* _Problem statement_
The only thing to send back is the number of lines below that hold the string "newer".

* _Data extracts_

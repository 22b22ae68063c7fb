//! Error types for the sync client.
//!
//! Every fallible operation in the crate returns a typed error. Errors are
//! split by blast radius: some abort the whole run for a configuration file
//! (configuration, thresholds, transport, cache format), others are contained
//! to a single object (rendering, individual SCIM operations) and only show
//! up in the audit trail.

use std::path::PathBuf;

/// Top-level error for one configuration-file run.
///
/// Any of these aborts the current configuration file; the binary then moves
/// on to the next one and exits non-zero at the end.
#[derive(Debug, thiserror::Error)]
pub enum SyncError {
    /// Malformed or incomplete configuration
    #[error("configuration error: {0}")]
    Config(#[from] ConfigError),

    /// A source backend failed or produced malformed data
    #[error("load error: {0}")]
    Load(#[from] LoadError),

    /// The per-type delta guard rejected the run
    #[error("{0}")]
    Threshold(#[from] ThresholdError),

    /// The rendered-object cache could not be read or written
    #[error("cache file error: {0}")]
    Cache(#[from] CacheError),

    /// The SCIM channel itself is unusable (TLS, connection refused)
    #[error("transport failure: {0}")]
    Transport(#[from] TransportError),
}

/// Errors raised while loading and validating a configuration file.
#[derive(Debug, thiserror::Error)]
pub enum ConfigError {
    /// The configuration file could not be read
    #[error("failed to read {path}: {source}")]
    Io {
        /// Path of the configuration file
        path: PathBuf,
        /// Underlying I/O error
        #[source]
        source: std::io::Error,
    },

    /// The configuration file is not valid TOML
    #[error("failed to parse {path}: {source}")]
    Parse {
        /// Path of the configuration file
        path: PathBuf,
        /// Underlying TOML error
        #[source]
        source: Box<toml::de::Error>,
    },

    /// A required key is absent
    #[error("missing configuration key '{key}' for type '{egil_type}'")]
    MissingKey {
        /// The type whose table is incomplete
        egil_type: String,
        /// The missing key
        key: String,
    },

    /// A type is referenced but has no `[types.<name>]` table
    #[error("type '{0}' is not configured")]
    UnknownType(String),

    /// A value failed validation
    #[error("invalid configuration: {message}")]
    Invalid {
        /// Description of what is wrong
        message: String,
    },
}

/// Errors raised by a source backend or by the relation generator.
#[derive(Debug, thiserror::Error)]
pub enum LoadError {
    /// Backend I/O failure
    #[error("backend error for type '{egil_type}': {message}")]
    Backend {
        /// The type being loaded
        egil_type: String,
        /// Description from the backend
        message: String,
    },

    /// The backend handed us data we cannot interpret
    #[error("malformed data for type '{egil_type}': {message}")]
    Malformed {
        /// The type being loaded
        egil_type: String,
        /// Description of the malformation
        message: String,
    },

    /// A generated type is missing one of its generation keys
    #[error("cannot generate type '{egil_type}': {message}")]
    Generation {
        /// The type being generated
        egil_type: String,
        /// Description of the missing piece
        message: String,
    },
}

/// Per-object rendering failures.
///
/// These never abort a run: the object is dropped from the current set and
/// the cached copy, if any, is carried over unchanged.
#[derive(Debug, thiserror::Error)]
pub enum RenderError {
    /// Template expansion failed
    #[error("failed to expand template for type '{egil_type}': {source}")]
    Template {
        /// The type whose template failed
        egil_type: String,
        /// The expansion error with position information
        #[source]
        source: TemplateError,
    },

    /// The expanded template is not a JSON document
    #[error("rendered JSON for type '{egil_type}' does not parse: {source}")]
    InvalidJson {
        /// The type whose output failed to parse
        egil_type: String,
        /// The JSON parse error
        #[source]
        source: serde_json::Error,
    },

    /// A post-processing plugin reported an error
    #[error("post-processing plugin '{plugin}' failed: {message}")]
    Plugin {
        /// Name of the failing plugin
        plugin: String,
        /// Error text reported by the plugin
        message: String,
    },
}

/// A syntax or expansion error inside a JSON template.
#[derive(Debug, thiserror::Error)]
#[error("{line}:{column}: {message}")]
pub struct TemplateError {
    /// 1-based line in the template
    pub line: usize,
    /// 1-based column in the template
    pub column: usize,
    /// Description of the error
    pub message: String,
}

/// The per-type delta guard rejected a run.
#[derive(Debug, thiserror::Error)]
pub enum ThresholdError {
    /// The absolute object-count delta is too large
    #[error(
        "threshold exceeded for {egil_type} (old count: {old_count}, new count: {new_count}, threshold: {threshold})"
    )]
    Absolute {
        /// The type whose delta tripped the guard
        egil_type: String,
        /// Count of cached objects of this type
        old_count: usize,
        /// Count of current objects of this type
        new_count: usize,
        /// Configured absolute limit
        threshold: i64,
    },

    /// The delta relative to the cached count is too large
    #[error(
        "threshold exceeded for {egil_type} (old count: {old_count}, new count: {new_count}, threshold (relative): {threshold}%)"
    )]
    Relative {
        /// The type whose delta tripped the guard
        egil_type: String,
        /// Count of cached objects of this type
        old_count: usize,
        /// Count of current objects of this type
        new_count: usize,
        /// Configured relative limit in percent of the cached count
        threshold: i64,
    },
}

/// Errors reading or writing the binary rendered-object cache.
#[derive(Debug, thiserror::Error)]
pub enum CacheError {
    /// The file does not start with the cache magic number
    #[error("not a cache file (bad magic number)")]
    BadFormat,

    /// The file was written by a newer version of this client
    #[error("cache file version {found} is newer than supported version {supported}")]
    UnsupportedVersion {
        /// Version byte found in the file
        found: u8,
        /// Highest version this build understands
        supported: u8,
    },

    /// The file ended in the middle of a record
    #[error("cache file is truncated")]
    Truncated,

    /// Underlying filesystem error
    #[error("I/O error: {0}")]
    Io(#[from] std::io::Error),
}

/// The SCIM channel is unusable.
///
/// Unlike per-operation failures this is fatal for the configuration file:
/// there is no point retrying object after object against a connection that
/// cannot be established.
#[derive(Debug, thiserror::Error)]
#[error("{message}")]
pub struct TransportError {
    /// Description of the channel failure
    pub message: String,
}

impl TransportError {
    /// Create a transport error from any displayable cause.
    pub fn new(message: impl Into<String>) -> Self {
        Self {
            message: message.into(),
        }
    }
}

impl ConfigError {
    /// Create a missing-key error.
    pub fn missing_key(egil_type: impl Into<String>, key: impl Into<String>) -> Self {
        Self::MissingKey {
            egil_type: egil_type.into(),
            key: key.into(),
        }
    }

    /// Create a general validation error.
    pub fn invalid(message: impl Into<String>) -> Self {
        Self::Invalid {
            message: message.into(),
        }
    }
}

impl LoadError {
    /// Create a backend error.
    pub fn backend(egil_type: impl Into<String>, message: impl Into<String>) -> Self {
        Self::Backend {
            egil_type: egil_type.into(),
            message: message.into(),
        }
    }

    /// Create a malformed-data error.
    pub fn malformed(egil_type: impl Into<String>, message: impl Into<String>) -> Self {
        Self::Malformed {
            egil_type: egil_type.into(),
            message: message.into(),
        }
    }

    /// Create a generation error.
    pub fn generation(egil_type: impl Into<String>, message: impl Into<String>) -> Self {
        Self::Generation {
            egil_type: egil_type.into(),
            message: message.into(),
        }
    }
}

// Result type aliases for convenience
pub type SyncResult<T> = Result<T, SyncError>;
pub type ConfigResult<T> = Result<T, ConfigError>;
pub type RenderResult<T> = Result<T, RenderError>;
pub type CacheResult<T> = Result<T, CacheError>;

* _Solution for this exercise_
2